11:00am Tuesday 22nd November 2011

By Jim Palmer

ENGORGED, ulcerated and contaminated with faeces - that was the state of five-year-old Dude the tortoise’s penis after his owners failed to take him to the vet.

Dude’s genitalia was so badly damaged it had to be amputated in June last year.

Last week, Matthew Michael Kimber, aged 34, of Wested Lane, Swanley,and his 40-year-old wife Julie Ann Kimber, of East Terrace, Gravesend were found guilty at Dartford Magistrates'Court of causing unnecessary suffering to a protected animal by failing to provide veterinary care.

The Kimbers took the sulcata tortoise to Sandhole Veterinary Centre in Snodland on January 8 last year with a prolapsed penis, which was stitched back in.
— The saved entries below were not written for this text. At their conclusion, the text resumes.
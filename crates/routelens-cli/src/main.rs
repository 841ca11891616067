use anyhow::{Context, Result};
use clap::{Parser, Subcommand, ValueEnum};
use colored::Colorize;
use routelens_ai::OpenAiCompatClient;
use routelens_cli::{Pipeline, RunReport, Selection};
use routelens_core::Settings;
use tracing_subscriber::EnvFilter;

#[derive(Parser)]
#[command(name = "routelens")]
#[command(about = "Static AI review pipeline for HTTP endpoint handlers", long_about = None)]
#[command(version)]
struct Cli {
    /// Output format
    #[arg(short, long, global = true, value_enum, default_value = "pretty")]
    format: OutputFormat,

    #[command(subcommand)]
    command: Commands,
}

#[derive(Clone, Copy, ValueEnum)]
enum OutputFormat {
    Pretty,
    Json,
}

#[derive(Subcommand)]
enum Commands {
    /// Discover endpoints in the route directory (or one route file)
    Scan {
        /// Route file name inside the configured route directory
        #[arg(short, long)]
        route: Option<String>,
    },

    /// Phase 1 only: extract handlers and persist analysis payloads
    Analyze {
        /// Route file name inside the configured route directory
        #[arg(short, long)]
        route: Option<String>,

        /// Endpoint selection ids, e.g. "GET /users/:id → getUser"
        #[arg(short, long)]
        endpoints: Vec<String>,

        /// Analyze every discovered endpoint
        #[arg(long, conflicts_with = "endpoints")]
        all: bool,

        /// Keep payloads from earlier runs instead of clearing the directory
        #[arg(long)]
        keep_payloads: bool,
    },

    /// Phase 2 only: review every fresh payload and persist insights
    Review {
        /// Override the configured model identifier for this run
        #[arg(short, long)]
        model: Option<String>,

        /// Concurrent model calls
        #[arg(short, long, default_value_t = 1)]
        concurrency: usize,
    },

    /// Full pipeline: analyze then review
    Run {
        #[arg(short, long)]
        route: Option<String>,

        #[arg(short, long)]
        endpoints: Vec<String>,

        #[arg(long, conflicts_with = "endpoints")]
        all: bool,

        #[arg(short, long)]
        model: Option<String>,

        #[arg(short, long, default_value_t = 1)]
        concurrency: usize,

        #[arg(long)]
        keep_payloads: bool,
    },
}

#[tokio::main]
async fn main() -> Result<()> {
    let cli = Cli::parse();
    let settings = Settings::load().context("loading configuration")?;

    tracing_subscriber::fmt()
        .with_env_filter(
            EnvFilter::try_from_default_env()
                .unwrap_or_else(|_| EnvFilter::new(settings.logging.level.clone())),
        )
        .init();

    let pipeline = Pipeline::new(settings);

    match cli.command {
        Commands::Scan { route } => {
            let endpoints = pipeline.discover(route.as_deref()).await?;
            match cli.format {
                OutputFormat::Json => {
                    println!("{}", serde_json::to_string_pretty(&endpoints)?)
                }
                OutputFormat::Pretty => {
                    if endpoints.is_empty() {
                        println!("{}", "no endpoints discovered".yellow());
                    }
                    for endpoint in &endpoints {
                        println!(
                            "{}  {}",
                            endpoint.selection_id().bold(),
                            endpoint.source_file_ref.dimmed()
                        );
                    }
                }
            }
        }

        Commands::Analyze {
            route,
            endpoints,
            all,
            keep_payloads,
        } => {
            let selection = selection_from(endpoints, all);
            let mut report = RunReport::default();
            let discovered = pipeline.discover(route.as_deref()).await?;
            report.discovered = discovered.len();
            if discovered.is_empty() {
                print_report(&report, cli.format)?;
                return Ok(());
            }
            let selected = pipeline.select(discovered, &selection)?;
            report.selected = selected.len();
            pipeline
                .build_payloads(&selected, keep_payloads, &mut report)
                .await?;
            print_report(&report, cli.format)?;
        }

        Commands::Review { model, concurrency } => {
            let client = build_client(&pipeline, model.as_deref())?;
            let mut report = RunReport::default();
            pipeline.review(&client, concurrency, &mut report).await?;
            print_report(&report, cli.format)?;
        }

        Commands::Run {
            route,
            endpoints,
            all,
            model,
            concurrency,
            keep_payloads,
        } => {
            let selection = selection_from(endpoints, all);
            let client = build_client(&pipeline, model.as_deref())?;
            let report = pipeline
                .run(
                    route.as_deref(),
                    &selection,
                    &client,
                    concurrency,
                    keep_payloads,
                )
                .await?;
            print_report(&report, cli.format)?;
        }
    }

    Ok(())
}

fn selection_from(endpoints: Vec<String>, all: bool) -> Selection {
    if all {
        Selection::All
    } else {
        Selection::Ids(endpoints)
    }
}

fn build_client(pipeline: &Pipeline, model_override: Option<&str>) -> Result<OpenAiCompatClient> {
    let client = OpenAiCompatClient::new(pipeline.settings().model.clone())?;
    Ok(match model_override {
        // Override yields a fresh client configuration; nothing shared mutates.
        Some(model) => client.with_model(model),
        None => client,
    })
}

fn print_report(report: &RunReport, format: OutputFormat) -> Result<()> {
    match format {
        OutputFormat::Json => println!("{}", serde_json::to_string_pretty(report)?),
        OutputFormat::Pretty => {
            println!("{}", "run summary".bold());
            println!("  discovered:       {}", report.discovered);
            println!("  selected:         {}", report.selected);
            println!("  payloads written: {}", report.payloads_written);
            if report.extraction_skipped > 0 {
                println!(
                    "  skipped:          {}",
                    report.extraction_skipped.to_string().yellow()
                );
            }
            println!("  insights written: {}", report.insights_written);
            if report.model_failures > 0 {
                println!(
                    "  model failures:   {}",
                    report.model_failures.to_string().red()
                );
            }
            if report.unrecoverable_responses > 0 {
                println!(
                    "  unrecoverable:    {}",
                    report.unrecoverable_responses.to_string().yellow()
                );
            }
        }
    }
    Ok(())
}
Five months later Dude was given to a new owner with his disfigured penis trailing behind him.

The Kimbers told the woman it had been that way for some time, was not hurting Dude and would simply drop off.

When flies gathered on the damaged appendage a few days later, Dude’s new owner took him to the vet, who referred the case to the RSPCA.

Mrs Everett said Dude’s penis had become “necrotic”. Although still attached, it was cracked, bloody and irreparably damaged.

She said she had requested in January the Kimbers bring Dude back for further treatment and left a phone message in February, which they disputed.

She denied telling the Kimbers the penis would drop off.

Mrs Everett said: “If they thought treatment was complete, when there was a recurrence, why did they not return at that stage?”

Nigel Weller, defending Julie Kimber, said Dude did not display any signs of being bothered by the prolapsed penis.

In an interview with an RSPCA inspector, Matthew Kimber said: “There was no point paying £200 again if it was not causing him any pain.

“We did not shy away from doing anything that needed to be done.”

In her RSPCA interview, Julie Kimber added: “If I had thought it was in any stress I would have taken it to the vet straight away.”

However, Mrs Everett told the court: “There was no way to say the tortoise was not suffering. It would have been clear to anybody.”

The pair were disqualified from keeping tortoises for five years, fined £250 each and ordered to pay costs of £2,000.